Published: 13 May 2024 Publication History

Abstract

This paper offers a multi-resolution three-D magnetic resonance imaging (MRI) analysis approach used in prostate cancer imaging. The approach uses stringent pre-processing steps to create a consistent volumetric photo from the MRI scans, which is crucial for appropriately reading the prostate before and throughout the remedy.
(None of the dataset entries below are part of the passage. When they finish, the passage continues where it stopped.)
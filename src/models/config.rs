//! Configuration model loaded from external sources.

use serde::Deserialize;

use crate::models::directory::DirectoryConfig;

#[derive(Clone, Debug, Deserialize)]
/// Settings for the HTTP server and its collaborators.
pub struct ServerConfig {
    pub address: String,
    pub port: u16,
    /// Glob of Tera message templates, e.g. `templates/**/*.txt`.
    pub templates_dir: String,
    /// Endpoint the notifier PUB socket connects to.
    pub zmq_notifier_pub: String,
    #[serde(default)]
    pub directory: DirectoryConfig,
}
Automatic strategies were advanced to delineate the numerous prostate tissue training in a 3-D extent, as well as to identify suspicious lesions. Additionally, registration techniques are carried out on the MRI scans to facilitate longitudinal analysis for compliance with-up research. The defined method has been substantially evaluated on MRI records from the Prostate cancer basis, Morgan Stanley Kids's clinic Columbia, and the national Prostate MRI Consortium datasets. It has been proven to improve the accuracy of the evaluation as compared to previous techniques, for this reason, allowing radiologists to offer higher diagnosis and extra customized remedy plans. Multi-resolution three-D magnetic resonance imaging (MRI) evaluation is a powerful tool for analyzing most prostate cancers. It gives a non-invasive and quantitative method for taking pictures of disease biomarkers related to prostate cancer. MRI can generate high-decision pix of the prostate in three dimensions (3-d). It permits the buildup of volumetric datasets or “voxelized” datasets of prostate anatomy. The MRI datasets can be subdivided into smaller datasets on extraordinary scales (“multi-decision” datasets), enhancing the sensitivity and specificity of prostate cancer imaging.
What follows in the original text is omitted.